Après son passage on ne trouve plus dans l’armée que des canons de 4, 8 ou 12 livres, correspondant au poids des boulets qu’ils pouvaient projeter. Ca fait grosso modo un poids en kilo de moitié. Un boulet de 12 livres faisait 12,5cm de diamètre et nécessitait une charge de poudre approximative de 4 livres.
A part pour la mitraille, il y avait peu d’écart dans la portée de ces différents canons, environ 1000 m maximum pour les boulets.

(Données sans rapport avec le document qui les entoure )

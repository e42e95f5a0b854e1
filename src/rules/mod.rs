/*!
# Rules module
Contains the validation rules that run on data lines, along with the cross-line state (sort order, duplicates) they need.
*/
/// Cross-checks INFO AN/AC against each other and the sample genotypes
pub mod allele_consistency;
/// Bloom-filter based detection of repeated variants
pub mod duplicate_detector;
/// The ordered per-record rule engine
pub mod field_rules;
/// Running (CHROM, POS) order checks
pub mod sort_order;
/// Strict vs. lenient handling of findings and structural comparisons
pub mod strictness;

Pour la mitraille il fallait compter entre 500 et 800 m. C’est pour ces rasions que la rationalisation de l’artillerie menée par Gribeauval a concentré les efforts sur les cannons de 8 livres. En effet, très léger, environ 600 kg, il suffisait d’un attelage de 4 chevaux pour les déplacer rapidement, voire même positionnés par la force des hommes grâce à des cordes. Cela servait notamment pour repositionner les canons pendant que le feu était engagé au moment ou les chevaux étaient mis à l’abri. Cette corde permettait aussi de garder l’attelage attaché aux canons même pendant le feu et ainsi d’agir avec rapidité dès lors qu’il fallait déplacer les pièces d’artillerie


Les Boulets utilisés
- Les boulets pleins : Les cannons pouvaient les expédier à environ 800 ou 900m. Contrairement à l’artillerie moderne, ces boulets étaient « passifs » et n’explosaient pas. Ils tuaient en heurtant les troupes ennemies. Le truc était de faire en sorte qu’ils puissent ricocher sur un point dur pour pouvoir rebondir et faire encore plus de dégâts. En ricochant, on pouvait obtenir une portée utile jusqu’à 1500 m. Quelques ordres de grandeurs sur la puissance de choc de ces projectiles : un boulet de 12 à 500m pouvait théoriquement transpercer un parapet de terre de 2m ou un mur maçonné en brique de 40cm.

- Les boites à mitrailles : ce sont des cylindres en fer blanc remplies de petites balles en fonte. Ces petites balles ont un effet extrêmement meurtrier à courte portée sur les infanteries et la cavalerie.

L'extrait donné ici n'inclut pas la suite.